A theoretical and experimental investigation of graph theoretical measures for land development in satellite imagery


ÜNSALAN C., Boyer K.

IEEE TRANSACTIONS ON PATTERN ANALYSIS AND MACHINE INTELLIGENCE, cilt.27, sa.4, ss.575-589, 2005 (SCI-Expanded) identifier identifier identifier

Özet

Today's commercial satellite images enable experts to classify region types in great detail. In previous work, we considered discriminating rural and urban regions [ 23]. However, a more detailed classification is required for many purposes. These fine classifications assist government agencies in many ways including urban planning, transportation management, and rescue operations. In a step toward the automation of the fine classification process, this paper explores graph theoretical measures over grayscale images. The graphs are constructed by assigning photometric straight line segments to vertices, while graph edges encode their spatial relationships. We then introduce a set of measures based on various properties of the graph.

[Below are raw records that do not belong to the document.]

//! Member Filtering Example
//!
//! This example demonstrates the skip-member hook:
//! - Streaming candidate members through the extension
//! - Private names and attributes being excluded
//! - Loading an inclusion table from YAML configuration

use sphinx_scrub::{AutodocHooks, ScrubExtension};
use std::collections::HashMap;

fn main() -> Result<(), Box<dyn std::error::Error>> {
    env_logger::init();

    println!("Sphinx Scrub - Member Filtering Example");
    println!("=======================================");

    let config_yaml = r#"
include_members:
  inferences.inferences:
    Inferences:
      - __init__
"#;

    let extension = ScrubExtension::from_yaml_str(config_yaml)?;
    println!(
        "✅ Loaded configuration, inclusion table covers {} module(s)",
        extension.inclusion_table().module_count()
    );

    // Candidate members the way the generator reports them.
    let candidates = [
        ("class", "Inferences"),
        ("method", "__init__"),
        ("method", "_load_model"),
        ("method", "predict"),
        ("method", "batch_predict"),
        ("attribute", "model_path"),
        ("property", "version"),
        ("function", "_warm_cache"),
        ("function", "from_pretrained"),
        ("data", "DEFAULT_BACKEND"),
    ];

    println!("\n🔍 Filtering {} candidate members:", candidates.len());
    let options = HashMap::new();
    let mut included = 0;
    let mut excluded = 0;

    for (what, name) in candidates {
        let skip = extension.on_skip_member(what, name, false, &options);
        if skip {
            excluded += 1;
            println!("  🚫 excluded {:<9} {}", what, name);
        } else {
            included += 1;
            println!("  ✅ included {:<9} {}", what, name);
        }
    }

    println!("\n📊 Summary");
    println!("==========");
    println!("Included: {}", included);
    println!("Excluded: {}", excluded);

    if let Some(allowed) = extension
        .inclusion_table()
        .allowed_members("inferences.inferences", "Inferences")
    {
        println!(
            "\nInclusion table lists {:?} for inferences.inferences.Inferences,",
            allowed
        );
        println!("but the exclusion rules above decide on their own.");
    }

    Ok(())
}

These measures are nearly monotonic ( positively correlated) with increasing structure ( organization) in the image. Thus, increased cultural activity and land development are indicated by increases in these measures-without explicit extraction of road networks, buildings, residences, etc. These latter, time consuming ( and still only partially automated) tasks can be restricted only to "promising" image regions, according to our measures. In some applications our measures may suffice. We present a theoretical basis for the measures followed by extensive experimental results in which the measures are first compared to manual evaluations of land development. We then present and test a method to focus on, and (pre)extract, suburban-style residential areas. These are of particular importance in many applications, and are especially difficult to extract. In this work, we consider commercial IKONOS data. These images are orthorectified to provide a fixed resolution of 1 meter per pixel on the ground. They are, therefore, metric in the sense that ground distance is fixed in scale to pixel distance. Our data set is large and diverse, including sea and coastline, rural, forest, residential, industrial, and urban areas.